So why do we bother..? Both in fiction and reality we seem to set much store by rigidly behaving today just as we behaved yesterday. We have our pride and our principles and sometimes we adher to them even to the point of derision or death. It would seem mal-adaptive to have an intrinsic mechanism that drives us to become 'one' person, when a chameleon might prosper better. And yet such a trait seems pan-human.
What worth is being only one certain individual to the individual concerned..?
None at all that I can think of.
Then I remembered my friend, and die-hard drinking-buddy, who suddenly stopped drinking and went tee-total. And about how we aren't all that good friends anymore. And about another friend, who suddenly caught a very bad case of christianity, and about how we went from bosom buddies to erm, not-so bosom buddies almost overnight.
I think we grit our teeth and preserve a coherent and damn near constant self, not through any aesthetic drive to self-expression, nor even from some abstract existential drive to 'authenticity'.
I think we instinctively maintain our particular brand of 'selfhood' simply to preserve social trust. To make sure that the people with whom we deal on a day to day basis know we are X and not Y, A but not B, and therefore safely predictable enough for them to not fear what 'me' tomorrow may bring.
We fear the weirdo or the madman, not because of their (maybe) inhuman strength, nor for their (possible) penchant for eating people's faces - but simply because we cannot know with any degree of certainty what they will do next, or how they will react to what we do, however innocuous in our eyes. Will he shake my hand or break it..? So we freeze, or shoot, or run.
How would my wife love me if I awoke a new person every day..? How would my child dare aproach me if he could not be sure whether my proximity would bring a hug or a blow..? Would my neighbor loan me his mower if he couldn't be reasonably sure I'd give it back and not sell it, or scrap it, or wrap it round his head..?
The irony is then, much of this 'I' we set such store by, and go to such lengths to preserve, is not even for ourselves.

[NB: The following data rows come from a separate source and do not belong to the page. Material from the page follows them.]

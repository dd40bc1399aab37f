//! Shell completion generation.

use clap::CommandFactory;
use clap_complete::{generate, shells};

use crate::cli::{Cli, CompletionsArgs, Shell};

pub fn execute(args: CompletionsArgs) -> crate::error::CliResult<()> {
    let mut cmd = Cli::command();
    let mut out = std::io::stdout();

    match args.shell {
        Shell::Bash => generate(shells::Bash, &mut cmd, "brisk", &mut out),
        Shell::Zsh => generate(shells::Zsh, &mut cmd, "brisk", &mut out),
        Shell::Fish => generate(shells::Fish, &mut cmd, "brisk", &mut out),
        Shell::PowerShell => generate(shells::PowerShell, &mut cmd, "brisk", &mut out),
        Shell::Elvish => generate(shells::Elvish, &mut cmd, "brisk", &mut out),
    };

    Ok(())
}
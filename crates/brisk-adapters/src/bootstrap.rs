//! Production wiring of the bootstrapper.

use std::path::Path;

use brisk_core::application::Bootstrapper;
use brisk_core::application::services::Framework;
use brisk_core::domain::ApplicationConfig;
use brisk_core::error::BootstrapError;

use crate::{DotenvSource, LocalFilesystem, StdoutLoggerFactory, TeraRendererFactory};

/// Bootstrapper over the local filesystem, the process environment, stdout
/// sinks and the tera renderers.
pub fn bootstrapper() -> Bootstrapper {
    bootstrapper_with_env(DotenvSource::process())
}

/// Same as [`bootstrapper`] with an explicit environment source.
pub fn bootstrapper_with_env(env: DotenvSource) -> Bootstrapper {
    Bootstrapper::new(
        Box::new(LocalFilesystem::new()),
        Box::new(env),
        Box::new(StdoutLoggerFactory::new()),
        Box::new(TeraRendererFactory::new()),
    )
}

/// Bootstrap the project at `root` with the production adapters.
pub fn initialize<R, F>(root: impl AsRef<Path>, attach_routes: F) -> Result<Framework<R>, BootstrapError>
where
    F: FnOnce(&ApplicationConfig) -> R,
{
    bootstrapper().initialize(root, attach_routes)
}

My 'I' is not for me, it is for you, it's always been for you.
5 comments:
true that.
'specially 'bout the monster being feared b/c it it the unpredictable. (although aren't we certain about the harm that the beast intends? Isn't that what the film/book/myth hinges on--that Grendel will always be after our blood?)

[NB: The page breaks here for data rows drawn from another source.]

//! Errors raised by the individual bootstrap steps and by rendering.
//!
//! Provisioning and configuration errors are fatal to startup. Render errors
//! are per request: they go back to the calling handler, which decides the
//! HTTP response.

use std::io;
use std::path::{Path, PathBuf};

use thiserror::Error;

use crate::error::ErrorCategory;

/// A directory or file could not be provisioned.
#[derive(Debug, Error)]
#[error("filesystem error at {path}: {source}")]
pub struct FilesystemError {
    pub path: PathBuf,
    #[source]
    pub source: io::Error,
}

impl FilesystemError {
    pub fn new(path: impl Into<PathBuf>, source: io::Error) -> Self {
        Self {
            path: path.into(),
            source,
        }
    }

    pub fn suggestions(&self) -> Vec<String> {
        let mut suggestions = vec![format!("Failed to provision: {}", self.path.display())];
        match self.source.kind() {
            io::ErrorKind::PermissionDenied => {
                suggestions.push("Check that you have write permissions".into());
            }
            io::ErrorKind::AlreadyExists => suggestions.push(format!(
                "A file is in the way; move or remove {}",
                self.path.display()
            )),
            _ => suggestions.push("Check available disk space".into()),
        }
        suggestions
    }
}

/// The env file could not be read or parsed.
#[derive(Debug, Error, Clone, PartialEq, Eq)]
#[error("configuration error in {path}: {reason}")]
pub struct ConfigError {
    pub path: PathBuf,
    pub reason: String,
}

impl ConfigError {
    pub fn new(path: &Path, reason: impl Into<String>) -> Self {
        Self {
            path: path.to_path_buf(),
            reason: reason.into(),
        }
    }

    pub fn suggestions(&self) -> Vec<String> {
        vec![
            format!("Check {} for malformed lines", self.path.display()),
            "Each line should be KEY=VALUE".into(),
        ]
    }
}

/// Rendering a page failed.
#[derive(Debug, Error, Clone, PartialEq, Eq)]
pub enum RenderError {
    #[error("template not found: {name}")]
    TemplateNotFound { name: String },

    #[error("failed to parse template {name}: {reason}")]
    TemplateParse { name: String, reason: String },

    #[error("failed to execute template {name}: {reason}")]
    TemplateExec { name: String, reason: String },

    /// The variables payload is not a map of named values.
    #[error("render variables must be an object of named values, got {found}")]
    InvalidVariables { found: &'static str },

    /// The data payload does not have the `TemplateData` shape.
    #[error("render data is not valid template data: {reason}")]
    InvalidData { reason: String },
}

impl RenderError {
    pub fn suggestions(&self) -> Vec<String> {
        match self {
            Self::TemplateNotFound { name } => vec![
                format!("No template named {name}"),
                "Templates live under <root>/views".into(),
            ],
            Self::TemplateParse { name, .. } => {
                vec![format!("Fix the syntax error in {name}")]
            }
            Self::InvalidVariables { .. } => {
                vec!["Pass variables as a JSON object, e.g. {\"title\": \"Home\"}".into()]
            }
            Self::InvalidData { .. } => vec![
                "Pass data as a JSON object with TemplateData fields".into(),
                "Known fields: is_authenticated, int_map, string_map, float_map, data, csrf_token, port, server_name, secure".into(),
            ],
            Self::TemplateExec { .. } => vec!["Check the values the template refers to".into()],
        }
    }

    pub fn category(&self) -> ErrorCategory {
        match self {
            Self::TemplateNotFound { .. } => ErrorCategory::NotFound,
            Self::TemplateParse { .. } => ErrorCategory::Configuration,
            Self::InvalidVariables { .. } | Self::InvalidData { .. } => ErrorCategory::Validation,
            Self::TemplateExec { .. } => ErrorCategory::Internal,
        }
    }
}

But what I really want to ask--and I promise this is a genuine question-- are we ever doing it just for ourselves? If I am consistent for my partner, or child or neighbor, isn't is about what they do for me? We don't present that consistent form for charitable reasons, but b/c being part of community, knowing that we *need* them?
Sweet post. The last sentence really says it all.

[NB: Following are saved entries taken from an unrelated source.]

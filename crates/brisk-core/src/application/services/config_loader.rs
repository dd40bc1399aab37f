//! Config Loader - env file plus external environment.

use std::path::Path;

use tracing::{debug, instrument};

use crate::{
    application::ports::EnvSource,
    domain::{ENV_FILE, Settings},
    error::ConfigError,
};

/// Reads `<root>/.env` and resolves it against the external environment.
pub struct ConfigLoader<'a> {
    env: &'a dyn EnvSource,
}

impl<'a> ConfigLoader<'a> {
    pub fn new(env: &'a dyn EnvSource) -> Self {
        Self { env }
    }

    /// Load settings for the project at `root`.
    ///
    /// An empty env file is valid. Only an unreadable or unparseable file is
    /// an error; malformed individual values (e.g. `DEBUG=maybe`) are not.
    #[instrument(skip_all, fields(root = %root.display()))]
    pub fn load(&self, root: &Path) -> Result<Settings, ConfigError> {
        let path = root.join(ENV_FILE);
        let entries = self.env.read_file(&path)?;
        debug!(entries = entries.len(), "Env file read");

        Ok(Settings::merge(entries, |key| self.env.var(key)))
    }
}
//! Filesystem adapters.

mod local;
mod memory;

pub use local::LocalFilesystem;
pub use memory::MemoryFilesystem;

This reminds me of some stories I've read where people take drugs, have strokes, etc. and reach a mental state where the ego boundary becomes blurred. These people no longer feel like separate selves, like 'I's. I think these phenomena support your assumption that the 'I' is a construct which functions in the mind for a purpose. That and the overall paradigm of evolution, I suppose.
are we ever doing it just for ourselves? If I am consistent for my partner, or child or neighbor, isn't is about what they do for me?
Sure, but I think it's a two-way gig within the very close spheres of contact. In a family situation, we co-evolve personality wise - say husband and wife - but despite the 'progressive' changes, stay relatively the same with regard to
altruistic/selfish ratios. We run in place, or fall, and fall out of love.
Of course the consistant 'I' is for our benefit, a 'selfish' tool. When I say the 'I' is for the 'other' I mean it in the way we say "the hammer is for the nail" which, though a truism, disregards the hand which holds the haft, and the real intent behind it.
long time no posts. I've got you on my favorites and I'm pining for more. Please...more.
Sorry Strangeloop, holidays, kids and book-writing have been interfering with blog-life.
As soon as I think of something clever I'll be posting once-more.